Action item: Show each line of the data below that has the string "Copy" in it.

Stored items:
- - - - - - -
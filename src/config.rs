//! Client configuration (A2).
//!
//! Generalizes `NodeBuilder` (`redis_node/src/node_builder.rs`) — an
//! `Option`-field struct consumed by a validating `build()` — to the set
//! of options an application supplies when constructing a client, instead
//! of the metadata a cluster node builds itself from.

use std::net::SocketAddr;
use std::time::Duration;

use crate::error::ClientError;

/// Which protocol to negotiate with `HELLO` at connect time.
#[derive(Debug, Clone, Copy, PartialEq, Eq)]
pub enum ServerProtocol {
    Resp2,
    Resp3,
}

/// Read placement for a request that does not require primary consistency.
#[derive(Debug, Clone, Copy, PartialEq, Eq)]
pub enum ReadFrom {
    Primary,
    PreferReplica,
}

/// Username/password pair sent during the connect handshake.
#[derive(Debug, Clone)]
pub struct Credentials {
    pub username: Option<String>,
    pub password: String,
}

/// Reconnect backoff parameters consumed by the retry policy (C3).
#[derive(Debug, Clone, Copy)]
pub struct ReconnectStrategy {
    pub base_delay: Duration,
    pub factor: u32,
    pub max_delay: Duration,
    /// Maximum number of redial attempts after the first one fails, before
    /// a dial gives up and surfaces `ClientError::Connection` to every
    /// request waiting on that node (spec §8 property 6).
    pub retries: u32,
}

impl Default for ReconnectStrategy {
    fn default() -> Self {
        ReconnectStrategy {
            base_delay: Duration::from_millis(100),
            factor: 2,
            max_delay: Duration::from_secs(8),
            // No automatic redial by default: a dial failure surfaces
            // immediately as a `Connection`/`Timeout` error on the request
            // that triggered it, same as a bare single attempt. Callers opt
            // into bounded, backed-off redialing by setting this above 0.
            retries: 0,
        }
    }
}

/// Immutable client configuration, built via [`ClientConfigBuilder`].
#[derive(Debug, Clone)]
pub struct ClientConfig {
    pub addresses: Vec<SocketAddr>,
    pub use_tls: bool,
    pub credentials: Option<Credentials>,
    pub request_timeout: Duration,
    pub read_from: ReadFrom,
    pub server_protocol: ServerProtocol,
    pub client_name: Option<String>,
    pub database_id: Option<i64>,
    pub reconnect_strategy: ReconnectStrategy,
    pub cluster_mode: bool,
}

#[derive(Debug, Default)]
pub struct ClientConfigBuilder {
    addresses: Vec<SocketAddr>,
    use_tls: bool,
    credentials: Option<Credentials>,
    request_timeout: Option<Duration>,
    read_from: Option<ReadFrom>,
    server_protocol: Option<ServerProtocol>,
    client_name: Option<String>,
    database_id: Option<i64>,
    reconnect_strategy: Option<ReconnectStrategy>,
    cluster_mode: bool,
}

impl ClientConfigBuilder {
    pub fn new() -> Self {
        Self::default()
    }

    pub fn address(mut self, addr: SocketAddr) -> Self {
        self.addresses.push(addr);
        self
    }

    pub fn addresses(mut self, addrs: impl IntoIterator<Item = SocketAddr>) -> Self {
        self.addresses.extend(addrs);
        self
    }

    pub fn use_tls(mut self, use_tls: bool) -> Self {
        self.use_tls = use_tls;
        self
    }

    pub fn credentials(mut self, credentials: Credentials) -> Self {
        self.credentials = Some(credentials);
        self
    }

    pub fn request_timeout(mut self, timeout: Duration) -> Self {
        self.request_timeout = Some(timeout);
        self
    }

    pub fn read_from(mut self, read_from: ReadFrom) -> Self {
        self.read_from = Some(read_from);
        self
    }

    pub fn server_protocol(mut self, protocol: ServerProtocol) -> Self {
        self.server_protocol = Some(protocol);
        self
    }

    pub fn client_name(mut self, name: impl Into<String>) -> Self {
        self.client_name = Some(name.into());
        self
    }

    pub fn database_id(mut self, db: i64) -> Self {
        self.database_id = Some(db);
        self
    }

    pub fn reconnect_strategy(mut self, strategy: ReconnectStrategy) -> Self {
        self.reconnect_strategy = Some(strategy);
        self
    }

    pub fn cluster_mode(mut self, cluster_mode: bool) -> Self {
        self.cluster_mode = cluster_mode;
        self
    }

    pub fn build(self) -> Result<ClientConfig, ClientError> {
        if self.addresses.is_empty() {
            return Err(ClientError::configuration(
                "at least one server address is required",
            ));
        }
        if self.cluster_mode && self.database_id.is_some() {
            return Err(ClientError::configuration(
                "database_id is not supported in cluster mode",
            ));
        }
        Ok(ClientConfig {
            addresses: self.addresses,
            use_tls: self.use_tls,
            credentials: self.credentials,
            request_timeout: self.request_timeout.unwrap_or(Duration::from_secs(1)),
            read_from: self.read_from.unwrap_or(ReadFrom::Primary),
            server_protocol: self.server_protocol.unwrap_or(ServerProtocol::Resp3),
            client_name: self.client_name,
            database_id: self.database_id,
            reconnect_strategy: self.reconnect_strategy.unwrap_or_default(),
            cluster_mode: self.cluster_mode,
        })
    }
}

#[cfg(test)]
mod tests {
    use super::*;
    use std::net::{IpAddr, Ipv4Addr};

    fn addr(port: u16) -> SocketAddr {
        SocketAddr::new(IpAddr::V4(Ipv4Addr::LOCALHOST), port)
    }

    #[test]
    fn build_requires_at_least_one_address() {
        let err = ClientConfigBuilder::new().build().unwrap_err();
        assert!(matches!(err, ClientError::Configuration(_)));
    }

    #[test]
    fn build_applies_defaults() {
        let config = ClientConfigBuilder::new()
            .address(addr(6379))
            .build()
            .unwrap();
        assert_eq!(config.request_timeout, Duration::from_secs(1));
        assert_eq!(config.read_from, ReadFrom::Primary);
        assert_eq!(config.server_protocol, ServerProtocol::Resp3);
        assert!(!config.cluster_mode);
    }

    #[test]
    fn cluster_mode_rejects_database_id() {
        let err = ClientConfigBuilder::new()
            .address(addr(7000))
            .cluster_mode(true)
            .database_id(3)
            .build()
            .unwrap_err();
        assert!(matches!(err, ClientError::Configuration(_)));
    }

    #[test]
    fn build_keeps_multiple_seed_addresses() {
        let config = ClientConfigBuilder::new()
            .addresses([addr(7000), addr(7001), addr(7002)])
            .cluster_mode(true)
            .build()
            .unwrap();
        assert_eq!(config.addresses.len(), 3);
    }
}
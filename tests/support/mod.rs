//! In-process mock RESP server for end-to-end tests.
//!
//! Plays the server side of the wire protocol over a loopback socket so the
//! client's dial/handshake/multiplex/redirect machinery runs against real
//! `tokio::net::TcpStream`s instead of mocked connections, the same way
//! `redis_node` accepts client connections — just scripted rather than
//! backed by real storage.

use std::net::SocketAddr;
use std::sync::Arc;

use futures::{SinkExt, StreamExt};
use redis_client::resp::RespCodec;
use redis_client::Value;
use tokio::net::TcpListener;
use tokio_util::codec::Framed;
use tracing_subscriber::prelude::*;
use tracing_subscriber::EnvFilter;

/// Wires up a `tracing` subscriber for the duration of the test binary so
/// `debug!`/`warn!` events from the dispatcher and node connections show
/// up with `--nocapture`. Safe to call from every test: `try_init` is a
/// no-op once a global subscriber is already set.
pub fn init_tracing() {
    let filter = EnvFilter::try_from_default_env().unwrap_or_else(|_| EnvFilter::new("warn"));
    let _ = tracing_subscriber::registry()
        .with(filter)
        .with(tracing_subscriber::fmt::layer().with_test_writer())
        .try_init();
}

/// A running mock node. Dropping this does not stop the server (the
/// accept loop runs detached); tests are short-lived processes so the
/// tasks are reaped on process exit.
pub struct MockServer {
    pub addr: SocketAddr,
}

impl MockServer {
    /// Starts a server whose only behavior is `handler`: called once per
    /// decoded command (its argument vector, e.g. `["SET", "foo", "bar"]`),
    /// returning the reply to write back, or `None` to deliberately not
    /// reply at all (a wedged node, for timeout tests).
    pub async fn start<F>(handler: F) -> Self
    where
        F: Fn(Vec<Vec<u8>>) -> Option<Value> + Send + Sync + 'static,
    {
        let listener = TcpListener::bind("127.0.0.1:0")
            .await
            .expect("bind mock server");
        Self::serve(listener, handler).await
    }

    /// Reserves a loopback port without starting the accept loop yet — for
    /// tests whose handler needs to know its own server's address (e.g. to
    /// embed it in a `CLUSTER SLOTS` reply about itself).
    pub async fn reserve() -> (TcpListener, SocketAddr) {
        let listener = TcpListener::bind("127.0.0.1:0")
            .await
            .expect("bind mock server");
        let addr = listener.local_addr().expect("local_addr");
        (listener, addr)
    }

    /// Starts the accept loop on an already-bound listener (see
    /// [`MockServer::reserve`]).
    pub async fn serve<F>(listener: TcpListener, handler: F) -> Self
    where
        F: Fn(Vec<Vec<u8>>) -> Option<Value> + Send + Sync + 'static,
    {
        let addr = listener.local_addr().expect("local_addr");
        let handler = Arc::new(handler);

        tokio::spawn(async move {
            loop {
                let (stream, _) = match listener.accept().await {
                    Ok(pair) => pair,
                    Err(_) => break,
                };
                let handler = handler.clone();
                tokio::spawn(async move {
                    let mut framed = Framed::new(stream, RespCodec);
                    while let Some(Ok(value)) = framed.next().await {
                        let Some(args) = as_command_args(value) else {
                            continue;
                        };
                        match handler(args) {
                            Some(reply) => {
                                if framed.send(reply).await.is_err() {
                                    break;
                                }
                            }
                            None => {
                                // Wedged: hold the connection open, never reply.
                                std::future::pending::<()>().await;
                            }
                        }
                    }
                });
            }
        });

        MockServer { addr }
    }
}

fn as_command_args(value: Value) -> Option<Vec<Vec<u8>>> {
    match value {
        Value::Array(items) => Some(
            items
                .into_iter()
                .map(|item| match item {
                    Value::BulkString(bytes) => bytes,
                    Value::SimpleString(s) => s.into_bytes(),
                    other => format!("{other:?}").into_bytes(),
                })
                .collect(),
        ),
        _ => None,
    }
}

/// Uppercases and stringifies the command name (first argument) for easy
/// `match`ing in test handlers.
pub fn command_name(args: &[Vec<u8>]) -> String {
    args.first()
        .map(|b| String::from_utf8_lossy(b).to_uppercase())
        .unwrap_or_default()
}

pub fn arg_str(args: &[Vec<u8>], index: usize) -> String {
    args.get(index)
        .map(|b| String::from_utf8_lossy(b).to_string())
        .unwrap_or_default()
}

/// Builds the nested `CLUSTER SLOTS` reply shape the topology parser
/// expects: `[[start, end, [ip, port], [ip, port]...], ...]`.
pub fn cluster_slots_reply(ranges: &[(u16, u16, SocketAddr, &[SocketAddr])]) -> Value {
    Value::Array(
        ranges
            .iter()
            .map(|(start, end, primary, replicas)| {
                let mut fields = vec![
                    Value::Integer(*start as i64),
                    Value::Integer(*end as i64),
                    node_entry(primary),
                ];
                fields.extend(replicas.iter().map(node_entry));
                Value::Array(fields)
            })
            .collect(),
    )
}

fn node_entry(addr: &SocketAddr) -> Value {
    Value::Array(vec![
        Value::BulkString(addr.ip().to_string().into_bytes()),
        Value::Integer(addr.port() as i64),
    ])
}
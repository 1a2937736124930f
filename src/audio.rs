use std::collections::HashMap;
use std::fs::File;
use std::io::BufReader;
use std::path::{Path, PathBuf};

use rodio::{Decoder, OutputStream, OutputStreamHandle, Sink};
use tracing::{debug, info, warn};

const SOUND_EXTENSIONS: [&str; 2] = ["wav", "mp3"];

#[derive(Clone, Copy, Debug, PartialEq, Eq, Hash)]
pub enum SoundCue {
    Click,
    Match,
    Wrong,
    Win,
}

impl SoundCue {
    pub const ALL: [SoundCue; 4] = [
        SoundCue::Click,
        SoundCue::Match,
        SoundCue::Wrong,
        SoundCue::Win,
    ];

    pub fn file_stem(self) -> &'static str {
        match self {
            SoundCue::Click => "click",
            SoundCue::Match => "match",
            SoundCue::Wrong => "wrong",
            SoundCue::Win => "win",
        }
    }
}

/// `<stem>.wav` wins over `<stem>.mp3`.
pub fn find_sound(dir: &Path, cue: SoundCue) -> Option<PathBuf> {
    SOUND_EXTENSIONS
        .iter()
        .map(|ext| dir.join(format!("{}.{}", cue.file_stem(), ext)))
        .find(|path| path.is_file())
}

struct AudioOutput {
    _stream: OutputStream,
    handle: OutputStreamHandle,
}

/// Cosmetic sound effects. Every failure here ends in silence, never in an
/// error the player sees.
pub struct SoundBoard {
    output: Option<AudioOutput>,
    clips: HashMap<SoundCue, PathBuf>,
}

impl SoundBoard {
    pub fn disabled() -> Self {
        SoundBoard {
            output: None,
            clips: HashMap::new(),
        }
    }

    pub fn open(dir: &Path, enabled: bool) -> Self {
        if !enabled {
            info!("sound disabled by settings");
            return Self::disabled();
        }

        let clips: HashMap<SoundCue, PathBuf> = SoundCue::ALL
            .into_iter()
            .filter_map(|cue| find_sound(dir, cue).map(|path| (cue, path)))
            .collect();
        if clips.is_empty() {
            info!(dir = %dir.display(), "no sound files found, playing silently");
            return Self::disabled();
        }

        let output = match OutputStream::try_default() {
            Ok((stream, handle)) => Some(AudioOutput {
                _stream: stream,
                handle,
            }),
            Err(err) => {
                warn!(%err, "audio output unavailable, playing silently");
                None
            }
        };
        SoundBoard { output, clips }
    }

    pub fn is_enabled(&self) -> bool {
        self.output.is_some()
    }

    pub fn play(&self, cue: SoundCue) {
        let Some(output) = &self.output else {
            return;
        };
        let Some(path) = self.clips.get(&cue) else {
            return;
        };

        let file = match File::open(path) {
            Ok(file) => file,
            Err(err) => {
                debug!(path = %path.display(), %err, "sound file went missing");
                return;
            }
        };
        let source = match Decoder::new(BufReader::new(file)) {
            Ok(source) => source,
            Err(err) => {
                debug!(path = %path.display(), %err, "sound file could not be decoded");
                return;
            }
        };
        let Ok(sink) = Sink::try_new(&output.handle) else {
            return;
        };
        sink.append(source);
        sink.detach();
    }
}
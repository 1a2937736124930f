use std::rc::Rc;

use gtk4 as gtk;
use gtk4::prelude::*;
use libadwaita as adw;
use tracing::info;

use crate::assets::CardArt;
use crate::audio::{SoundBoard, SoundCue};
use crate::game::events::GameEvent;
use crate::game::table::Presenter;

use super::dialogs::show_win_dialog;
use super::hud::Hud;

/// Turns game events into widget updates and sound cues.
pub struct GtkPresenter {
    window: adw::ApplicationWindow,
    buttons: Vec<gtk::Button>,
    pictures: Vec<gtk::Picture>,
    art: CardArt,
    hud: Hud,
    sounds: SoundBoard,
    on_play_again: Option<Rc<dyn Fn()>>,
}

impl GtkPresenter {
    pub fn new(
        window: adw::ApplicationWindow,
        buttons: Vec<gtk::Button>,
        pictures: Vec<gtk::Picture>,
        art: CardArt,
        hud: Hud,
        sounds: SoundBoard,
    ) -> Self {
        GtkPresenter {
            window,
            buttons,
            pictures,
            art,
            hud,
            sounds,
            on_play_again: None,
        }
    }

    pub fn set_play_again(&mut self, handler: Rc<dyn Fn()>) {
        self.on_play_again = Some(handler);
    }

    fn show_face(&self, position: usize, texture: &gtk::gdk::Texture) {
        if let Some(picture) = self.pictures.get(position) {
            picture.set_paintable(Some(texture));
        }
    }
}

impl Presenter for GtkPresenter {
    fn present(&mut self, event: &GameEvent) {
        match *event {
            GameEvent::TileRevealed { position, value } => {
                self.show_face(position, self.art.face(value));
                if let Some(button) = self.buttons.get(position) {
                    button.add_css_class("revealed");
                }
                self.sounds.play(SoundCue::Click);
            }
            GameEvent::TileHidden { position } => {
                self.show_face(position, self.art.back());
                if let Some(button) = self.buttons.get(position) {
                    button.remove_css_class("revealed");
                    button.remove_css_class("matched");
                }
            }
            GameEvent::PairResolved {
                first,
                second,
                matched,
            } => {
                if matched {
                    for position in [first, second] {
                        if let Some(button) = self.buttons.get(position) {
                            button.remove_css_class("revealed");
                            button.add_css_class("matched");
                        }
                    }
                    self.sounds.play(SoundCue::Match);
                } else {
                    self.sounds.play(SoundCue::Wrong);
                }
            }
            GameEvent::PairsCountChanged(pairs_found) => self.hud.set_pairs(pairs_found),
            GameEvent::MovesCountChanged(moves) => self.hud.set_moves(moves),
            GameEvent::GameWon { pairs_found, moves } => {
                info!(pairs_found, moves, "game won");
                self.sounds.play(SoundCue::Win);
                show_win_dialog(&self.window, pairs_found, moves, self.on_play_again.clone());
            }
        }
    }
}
- - - - - - -
Written solution:
#[derive(Debug, Clone, Copy, PartialEq, Eq)]
#[derive(Debug, Clone, Copy, PartialEq, Eq)]
#[derive(Debug, Clone, Copy)]
#[derive(Clone, Copy, Debug, PartialEq, Eq, Hash)]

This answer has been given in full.